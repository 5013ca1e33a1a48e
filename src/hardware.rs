// Hardware seam: motors, servos, one-call motor configuration, alias lookup
//
// The vendor SDK sits behind `HardwareMap`, `Actuator` and `Servo`; this crate
// only forwards settings, powers and positions through them.

use std::collections::BTreeMap;

use serde::{Deserialize, Serialize};

/// Error types for hardware lookup
#[derive(Debug, thiserror::Error)]
pub enum HardwareError {
    #[error("No device named '{name}' in the hardware map")]
    UnknownDevice { name: String },

    #[error("No hardware name has the alias '{alias}'")]
    UnknownAlias { alias: String },

    #[error("Drive motor '{name}' is not initialized")]
    DriveMotorMissing { name: &'static str },
}

pub type Result<T> = std::result::Result<T, HardwareError>;

/// Motor controller run modes
#[derive(Debug, Clone, Copy, PartialEq, Eq, Serialize, Deserialize)]
#[serde(rename_all = "snake_case")]
pub enum RunMode {
    RunWithoutEncoder,
    RunUsingEncoder,
    RunToPosition,
    StopAndResetEncoder,
}

#[derive(Debug, Clone, Copy, PartialEq, Eq, Serialize, Deserialize)]
#[serde(rename_all = "snake_case")]
pub enum Direction {
    Forward,
    Reverse,
}

impl Direction {
    pub fn reversed(self) -> Self {
        match self {
            Direction::Forward => Direction::Reverse,
            Direction::Reverse => Direction::Forward,
        }
    }
}

/// What a motor does at zero power
#[derive(Debug, Clone, Copy, Default, PartialEq, Eq, Serialize, Deserialize)]
#[serde(rename_all = "snake_case")]
pub enum ZeroPowerBehavior {
    Brake,
    #[default]
    Float,
}

/// A single motor as exposed by the vendor SDK
pub trait Actuator {
    fn set_power(&mut self, power: f32);
    fn set_mode(&mut self, mode: RunMode);
    fn set_direction(&mut self, direction: Direction);
    fn set_zero_power_behavior(&mut self, behavior: ZeroPowerBehavior);
}

/// A positional servo, position in [0, 1]
pub trait Servo {
    fn set_position(&mut self, position: f32);
}

/// Device lookup by hardware name
pub trait HardwareMap {
    fn motor(&mut self, name: &str) -> Result<Box<dyn Actuator>>;
    fn servo(&mut self, name: &str) -> Result<Box<dyn Servo>>;
}

/// Settings applied when fetching a motor; `None` leaves the setting unchanged
#[derive(Debug, Clone, Copy, Default, PartialEq, Eq, Serialize, Deserialize)]
#[serde(default)]
pub struct MotorSettings {
    pub mode: Option<RunMode>,
    pub direction: Option<Direction>,
    pub zero_power: Option<ZeroPowerBehavior>,
}

impl MotorSettings {
    pub fn new() -> Self {
        Self::default()
    }

    pub fn mode(mut self, mode: RunMode) -> Self {
        self.mode = Some(mode);
        self
    }

    pub fn direction(mut self, direction: Direction) -> Self {
        self.direction = Some(direction);
        self
    }

    pub fn zero_power(mut self, behavior: ZeroPowerBehavior) -> Self {
        self.zero_power = Some(behavior);
        self
    }

    /// Apply the set fields to a motor
    ///
    /// Switching to `RunUsingEncoder` resets the encoder first.
    pub fn apply(&self, motor: &mut dyn Actuator) {
        if let Some(mode) = self.mode {
            if mode == RunMode::RunUsingEncoder {
                motor.set_mode(RunMode::StopAndResetEncoder);
            }
            motor.set_mode(mode);
        }
        if let Some(direction) = self.direction {
            motor.set_direction(direction);
        }
        if let Some(behavior) = self.zero_power {
            motor.set_zero_power_behavior(behavior);
        }
    }
}

/// Fetch a motor by hardware name and apply settings to it
pub fn configured_motor(
    hardware: &mut dyn HardwareMap,
    name: &str,
    settings: &MotorSettings,
) -> Result<Box<dyn Actuator>> {
    let mut motor = hardware.motor(name)?;
    settings.apply(motor.as_mut());
    Ok(motor)
}

/// Friendly names for hardware map entries, e.g. `"leftLift" -> ["lift", "elevator"]`
#[derive(Debug, Clone, Default, PartialEq, Serialize, Deserialize)]
#[serde(transparent)]
pub struct HardwareAliases(BTreeMap<String, Vec<String>>);

impl HardwareAliases {
    pub fn new() -> Self {
        Self::default()
    }

    pub fn insert(&mut self, name: impl Into<String>, aliases: Vec<String>) -> &mut Self {
        self.0.insert(name.into(), aliases);
        self
    }

    /// Hardware name for an alias; a hardware name resolves to itself
    ///
    /// Names are searched in sorted order, so an alias shared by two entries
    /// resolves to the first name.
    pub fn resolve(&self, alias: &str) -> Option<&str> {
        self.0
            .iter()
            .find(|(name, aliases)| name.as_str() == alias || aliases.iter().any(|a| a == alias))
            .map(|(name, _)| name.as_str())
    }
}

#[cfg(test)]
pub(crate) mod mock {
    //! In-memory hardware for tests

    use std::cell::RefCell;
    use std::collections::HashMap;
    use std::rc::Rc;

    use super::*;

    /// Everything a mock motor has been told
    #[derive(Debug, Clone, Default, PartialEq)]
    pub struct MotorLog {
        pub power: Option<f32>,
        pub modes: Vec<RunMode>,
        pub direction: Option<Direction>,
        pub zero_power: Option<ZeroPowerBehavior>,
    }

    pub struct MockMotor(Rc<RefCell<MotorLog>>);

    impl Actuator for MockMotor {
        fn set_power(&mut self, power: f32) {
            self.0.borrow_mut().power = Some(power);
        }
        fn set_mode(&mut self, mode: RunMode) {
            self.0.borrow_mut().modes.push(mode);
        }
        fn set_direction(&mut self, direction: Direction) {
            self.0.borrow_mut().direction = Some(direction);
        }
        fn set_zero_power_behavior(&mut self, behavior: ZeroPowerBehavior) {
            self.0.borrow_mut().zero_power = Some(behavior);
        }
    }

    pub struct MockServo(Rc<RefCell<Option<f32>>>);

    impl Servo for MockServo {
        fn set_position(&mut self, position: f32) {
            *self.0.borrow_mut() = Some(position);
        }
    }

    /// Hardware map holding a fixed set of named motors and servos
    #[derive(Default)]
    pub struct MockHardware {
        motors: HashMap<String, Rc<RefCell<MotorLog>>>,
        servos: HashMap<String, Rc<RefCell<Option<f32>>>>,
        pub fetches: Vec<String>,
    }

    impl MockHardware {
        pub fn with_motors(names: &[&str]) -> Self {
            Self {
                motors: names
                    .iter()
                    .map(|n| (n.to_string(), Rc::new(RefCell::new(MotorLog::default()))))
                    .collect(),
                ..Default::default()
            }
        }

        pub fn add_servo(&mut self, name: &str) {
            self.servos.insert(name.to_string(), Rc::new(RefCell::new(None)));
        }

        pub fn log(&self, name: &str) -> MotorLog {
            self.motors[name].borrow().clone()
        }

        pub fn servo_position(&self, name: &str) -> Option<f32> {
            *self.servos[name].borrow()
        }
    }

    impl HardwareMap for MockHardware {
        fn motor(&mut self, name: &str) -> Result<Box<dyn Actuator>> {
            self.fetches.push(name.to_string());
            match self.motors.get(name) {
                Some(log) => Ok(Box::new(MockMotor(Rc::clone(log)))),
                None => Err(HardwareError::UnknownDevice {
                    name: name.to_string(),
                }),
            }
        }

        fn servo(&mut self, name: &str) -> Result<Box<dyn Servo>> {
            self.fetches.push(name.to_string());
            match self.servos.get(name) {
                Some(position) => Ok(Box::new(MockServo(Rc::clone(position)))),
                None => Err(HardwareError::UnknownDevice {
                    name: name.to_string(),
                }),
            }
        }
    }
}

━━━━━━━━━━━━━━━━━━━━

Instructions to follow —
Among the records above, only the lines between the line holding "pub fn resolve(&self, alias: &str)" and the line holding "pub fn add_servo(&mut", inclusive, are to be output, exactly as written.

Completed exercise —
    pub fn resolve(&self, alias: &str) -> Option<&str> {
        self.0
            .iter()
            .find(|(name, aliases)| name.as_str() == alias || aliases.iter().any(|a| a == alias))
            .map(|(name, _)| name.as_str())
    }
}

#[cfg(test)]
pub(crate) mod mock {
    //! In-memory hardware for tests

    use std::cell::RefCell;
    use std::collections::HashMap;
    use std::rc::Rc;

    use super::*;

    /// Everything a mock motor has been told
    #[derive(Debug, Clone, Default, PartialEq)]
    pub struct MotorLog {
        pub power: Option<f32>,
        pub modes: Vec<RunMode>,
        pub direction: Option<Direction>,
        pub zero_power: Option<ZeroPowerBehavior>,
    }

    pub struct MockMotor(Rc<RefCell<MotorLog>>);

    impl Actuator for MockMotor {
        fn set_power(&mut self, power: f32) {
            self.0.borrow_mut().power = Some(power);
        }
        fn set_mode(&mut self, mode: RunMode) {
            self.0.borrow_mut().modes.push(mode);
        }
        fn set_direction(&mut self, direction: Direction) {
            self.0.borrow_mut().direction = Some(direction);
        }
        fn set_zero_power_behavior(&mut self, behavior: ZeroPowerBehavior) {
            self.0.borrow_mut().zero_power = Some(behavior);
        }
    }

    pub struct MockServo(Rc<RefCell<Option<f32>>>);

    impl Servo for MockServo {
        fn set_position(&mut self, position: f32) {
            *self.0.borrow_mut() = Some(position);
        }
    }

    /// Hardware map holding a fixed set of named motors and servos
    #[derive(Default)]
    pub struct MockHardware {
        motors: HashMap<String, Rc<RefCell<MotorLog>>>,
        servos: HashMap<String, Rc<RefCell<Option<f32>>>>,
        pub fetches: Vec<String>,
    }

    impl MockHardware {
        pub fn with_motors(names: &[&str]) -> Self {
            Self {
                motors: names
                    .iter()
                    .map(|n| (n.to_string(), Rc::new(RefCell::new(MotorLog::default()))))
                    .collect(),
                ..Default::default()
            }
        }

        pub fn add_servo(&mut self, name: &str) {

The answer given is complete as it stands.